My goal with this keyboard was to lower the pitch of typing sounds and to bring out a bit of its character that seemed to be lacking out of the box. To do that, I applied two layers of Frog Tape painters tape to the back of the PCB to act as a sound filter. I also put a layer of PE foam between the PCB and the switches, cutting out holes for the stabilizers. I removed the stabilizers, cleaned, and re-lubed each with Krytox 205g0. I put KBDFans foam stabilizer pads underneath each. Finally, I removed the stock case foam and plastic sheet and replaced it with a 50mil layer of Kilmat sound deadening mat to kill all case ping. I also lubed all of the switches before reinstalling them into the board and replaced the stock keycaps with a set of dye-sublimated PBT caps I purchased on AliExpress.
In the video above, hear how it sounded stock and how it sounded after the mods. It’s a big difference and demonstrates what’s possible with the board. Note that there is a slight reduction flex swapping to the Kilmat, but it’s worth it in my opinion for the sound improvements it brings.

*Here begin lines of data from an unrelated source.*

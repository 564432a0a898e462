//! JWT token service
//!
//! Validates bearer tokens signed with the shared HS256 secret.

use chrono::{Duration, Utc};
use jsonwebtoken::errors::ErrorKind;
use jsonwebtoken::{Algorithm, DecodingKey, EncodingKey, Header, Validation, decode, encode};
use ring::rand::{SecureRandom, SystemRandom};
use serde::{Deserialize, Serialize};
use thiserror::Error;

/// Minimum accepted secret length
const MIN_SECRET_LEN: usize = 32;

/// JWT configuration
#[derive(Debug, Clone, Serialize, Deserialize)]
pub struct JwtConfig {
    /// Shared HS256 secret (at least 32 bytes)
    pub secret: String,
    /// Token lifetime in minutes
    pub expiration_minutes: i64,
    pub issuer: String,
    pub audience: String,
}

impl JwtConfig {
    /// Load from `JWT_SECRET`, `JWT_EXPIRATION_MINUTES`, `JWT_ISSUER` and
    /// `JWT_AUDIENCE`.
    ///
    /// Outside production a missing secret is replaced by a random one, which
    /// invalidates every token on restart.
    pub fn from_env(production: bool) -> Result<Self, JwtError> {
        let secret = match std::env::var("JWT_SECRET") {
            Ok(secret) if secret.len() < MIN_SECRET_LEN => {
                return Err(JwtError::ConfigError(format!(
                    "JWT_SECRET must be at least {MIN_SECRET_LEN} characters long"
                )));
            }
            Ok(secret) => secret,
            Err(_) if production => {
                return Err(JwtError::ConfigError(
                    "JWT_SECRET environment variable must be set in production".to_string(),
                ));
            }
            Err(_) => {
                tracing::warn!("JWT_SECRET not set, generating a temporary development key");
                generate_printable_secret()?
            }
        };

        Ok(Self {
            secret,
            expiration_minutes: std::env::var("JWT_EXPIRATION_MINUTES")
                .ok()
                .and_then(|s| s.parse().ok())
                .unwrap_or(1440),
            issuer: std::env::var("JWT_ISSUER").unwrap_or_else(|_| "stock-server".to_string()),
            audience: std::env::var("JWT_AUDIENCE")
                .unwrap_or_else(|_| "stock-clients".to_string()),
        })
    }

    /// Fixed configuration for tests and local tooling
    pub fn with_secret(secret: impl Into<String>) -> Self {
        Self {
            secret: secret.into(),
            expiration_minutes: 60,
            issuer: "stock-server".to_string(),
            audience: "stock-clients".to_string(),
        }
    }
}

/// Claims carried in a token
#[derive(Debug, Clone, Serialize, Deserialize)]
pub struct Claims {
    /// User id
    pub sub: String,
    pub username: String,
    #[serde(default)]
    pub display_name: String,
    pub role: String,
    /// Comma separated permission list
    pub permissions: String,
    pub token_type: String,
    pub exp: i64,
    pub iat: i64,
    pub iss: String,
    pub aud: String,
}

#[derive(Error, Debug)]
pub enum JwtError {
    #[error("Invalid token: {0}")]
    InvalidToken(String),

    #[error("Token expired")]
    ExpiredToken,

    #[error("Invalid signature")]
    InvalidSignature,

    #[error("Token generation failed: {0}")]
    GenerationFailed(String),

    #[error("Key generation failed: {0}")]
    KeyGenerationFailed(String),

    #[error("Configuration error: {0}")]
    ConfigError(String),
}

/// 64 printable characters from the system RNG
fn generate_printable_secret() -> Result<String, JwtError> {
    const ALPHABET: &[u8] =
        b"ABCDEFGHIJKLMNOPQRSTUVWXYZabcdefghijklmnopqrstuvwxyz0123456789!@#$%^&*()-_=+";

    let rng = SystemRandom::new();
    let mut bytes = [0u8; 64];
    rng.fill(&mut bytes).map_err(|_| {
        JwtError::KeyGenerationFailed("Failed to generate secure random key".to_string())
    })?;

    Ok(bytes
        .iter()
        .map(|b| ALPHABET[*b as usize % ALPHABET.len()] as char)
        .collect())
}

/// JWT token service
#[derive(Clone)]
pub struct JwtService {
    pub config: JwtConfig,
    encoding_key: EncodingKey,
    decoding_key: DecodingKey,
}

impl std::fmt::Debug for JwtService {
    fn fmt(&self, f: &mut std::fmt::Formatter<'_>) -> std::fmt::Result {
        f.debug_struct("JwtService")
            .field("issuer", &self.config.issuer)
            .field("audience", &self.config.audience)
            .finish_non_exhaustive()
    }
}

impl JwtService {
    pub fn with_config(config: JwtConfig) -> Self {
        let encoding_key = EncodingKey::from_secret(config.secret.as_bytes());
        let decoding_key = DecodingKey::from_secret(config.secret.as_bytes());

        Self {
            config,
            encoding_key,
            decoding_key,
        }
    }

    /// Issue an access token
    pub fn generate_token(
        &self,
        user_id: i64,
        username: &str,
        display_name: &str,
        role: &str,
        permissions: &[&str],
    ) -> Result<String, JwtError> {
        let now = Utc::now();
        let expiration = now + Duration::minutes(self.config.expiration_minutes);

        let claims = Claims {
            sub: user_id.to_string(),
            username: username.to_string(),
            display_name: display_name.to_string(),
            role: role.to_string(),
            permissions: permissions.join(","),
            token_type: "access".to_string(),
            exp: expiration.timestamp(),
            iat: now.timestamp(),
            iss: self.config.issuer.clone(),
            aud: self.config.audience.clone(),
        };

        encode(&Header::default(), &claims, &self.encoding_key)
            .map_err(|e| JwtError::GenerationFailed(e.to_string()))
    }

    /// Validate and decode a token
    pub fn validate_token(&self, token: &str) -> Result<Claims, JwtError> {
        let mut validation = Validation::new(Algorithm::HS256);
        validation.set_audience(&[&self.config.audience]);
        validation.set_issuer(&[&self.config.issuer]);
        validation.set_required_spec_claims(&["sub", "exp", "iat", "iss", "aud"]);

        let token_data = decode::<Claims>(token, &self.decoding_key, &validation).map_err(|e| {
            match e.kind() {
                ErrorKind::ExpiredSignature => JwtError::ExpiredToken,
                ErrorKind::InvalidSignature => JwtError::InvalidSignature,
                ErrorKind::InvalidToken => JwtError::InvalidToken(e.to_string()),
                _ => JwtError::InvalidToken(format!("Token validation failed: {}", e)),
            }
        })?;

        Ok(token_data.claims)
    }

    /// Token part of an `Authorization` header
    pub fn extract_from_header(header: &str) -> Option<&str> {
        header.strip_prefix("Bearer ")
    }
}

/// Authenticated user, built from validated claims
#[derive(Debug, Clone)]
pub struct CurrentUser {
    pub id: i64,
    pub username: String,
    pub display_name: String,
    pub role: String,
    pub permissions: Vec<String>,
}

impl TryFrom<Claims> for CurrentUser {
    type Error = JwtError;

    fn try_from(claims: Claims) -> Result<Self, Self::Error> {
        let id = claims
            .sub
            .parse::<i64>()
            .map_err(|_| JwtError::InvalidToken(format!("non-numeric subject: {}", claims.sub)))?;
        let permissions = claims
            .permissions
            .split(',')
            .map(str::trim)
            .filter(|p| !p.is_empty())
            .map(String::from)
            .collect();
        let display_name = if claims.display_name.is_empty() {
            claims.username.clone()
        } else {
            claims.display_name
        };

        Ok(Self {
            id,
            username: claims.username,
            display_name,
            role: claims.role,
            permissions,
        })
    }
}

impl CurrentUser {
    /// The `admin` role holds every permission
    pub fn is_admin(&self) -> bool {
        self.role == "admin"
    }

    /// Exact match, `all`, or a `prefix:*` wildcard
    pub fn has_permission(&self, permission: &str) -> bool {
        if self.is_admin() {
            return true;
        }

        self.permissions.iter().any(|p| {
            if p == "all" || p == permission {
                return true;
            }
            match p.strip_suffix(":*") {
                Some(prefix) => permission
                    .strip_prefix(prefix)
                    .is_some_and(|rest| rest.starts_with(':')),
                None => false,
            }
        })
    }
}

#[cfg(test)]
mod tests {
    use super::*;

    fn service() -> JwtService {
        JwtService::with_config(JwtConfig::with_secret("test-secret-that-is-long-enough-0123456789"))
    }

    fn user(role: &str, permissions: &[&str]) -> CurrentUser {
        CurrentUser {
            id: 1,
            username: "bo".to_string(),
            display_name: "Bo".to_string(),
            role: role.to_string(),
            permissions: permissions.iter().map(|p| p.to_string()).collect(),
        }
    }

    #[test]
    fn test_jwt_generation_and_validation() {
        let service = service();
        let token = service
            .generate_token(42, "bo", "Bo Cashier", "cashier", &["pos:sell", "orders:place"])
            .expect("Failed to generate test token");

        let claims = service
            .validate_token(&token)
            .expect("Failed to validate test token");
        assert_eq!(claims.sub, "42");
        assert_eq!(claims.permissions, "pos:sell,orders:place");

        let user = CurrentUser::try_from(claims).unwrap();
        assert_eq!(user.id, 42);
        assert_eq!(user.display_name, "Bo Cashier");
        assert!(user.has_permission("pos:sell"));
        assert!(!user.has_permission("stock:adjust"));
    }

    #[test]
    fn test_token_from_other_secret_is_rejected() {
        let other = JwtService::with_config(JwtConfig::with_secret(
            "another-secret-that-is-long-enough-987654",
        ));
        let token = other
            .generate_token(1, "bo", "", "admin", &[])
            .expect("Failed to generate test token");

        assert!(matches!(
            service().validate_token(&token),
            Err(JwtError::InvalidSignature)
        ));
    }

    #[test]
    fn test_non_numeric_subject_is_rejected() {
        let service = service();
        let token = service.generate_token(7, "bo", "", "cashier", &[]).unwrap();
        let mut claims = service.validate_token(&token).unwrap();
        claims.sub = "abc".to_string();

        assert!(CurrentUser::try_from(claims).is_err());
    }

    #[test]
    fn test_permission_wildcards() {
        let clerk = user("clerk", &["stock:*"]);
        assert!(clerk.has_permission("stock:adjust"));
        assert!(!clerk.has_permission("stockroom:open"));
        assert!(!clerk.has_permission("pos:sell"));

        assert!(user("clerk", &["all"]).has_permission("menu:manage"));
        assert!(user("admin", &[]).has_permission("orders:place"));
    }

    #[test]
    fn test_printable_secret() {
        let a = generate_printable_secret().unwrap();
        let b = generate_printable_secret().unwrap();
        assert_eq!(a.len(), 64);
        assert_ne!(a, b);
    }
}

The Keychron Q2 is a great keyboard that can easily be made even better. If you have switches and keycaps, the barebones version is a no-brainer at its $149 price. If you would rather be ready to go out of the box, $169 remains a great value for what’s on offer here. I highly encourage anyone considering this keyboard to take the time to apply a few simple mods. The Q2 is brimming with potential and practically invites you to take it apart and tinker with what’s inside. Take it up on that. You’ll be happy you did.
The product described in this article was provided by the manufacturer for evaluation purposes.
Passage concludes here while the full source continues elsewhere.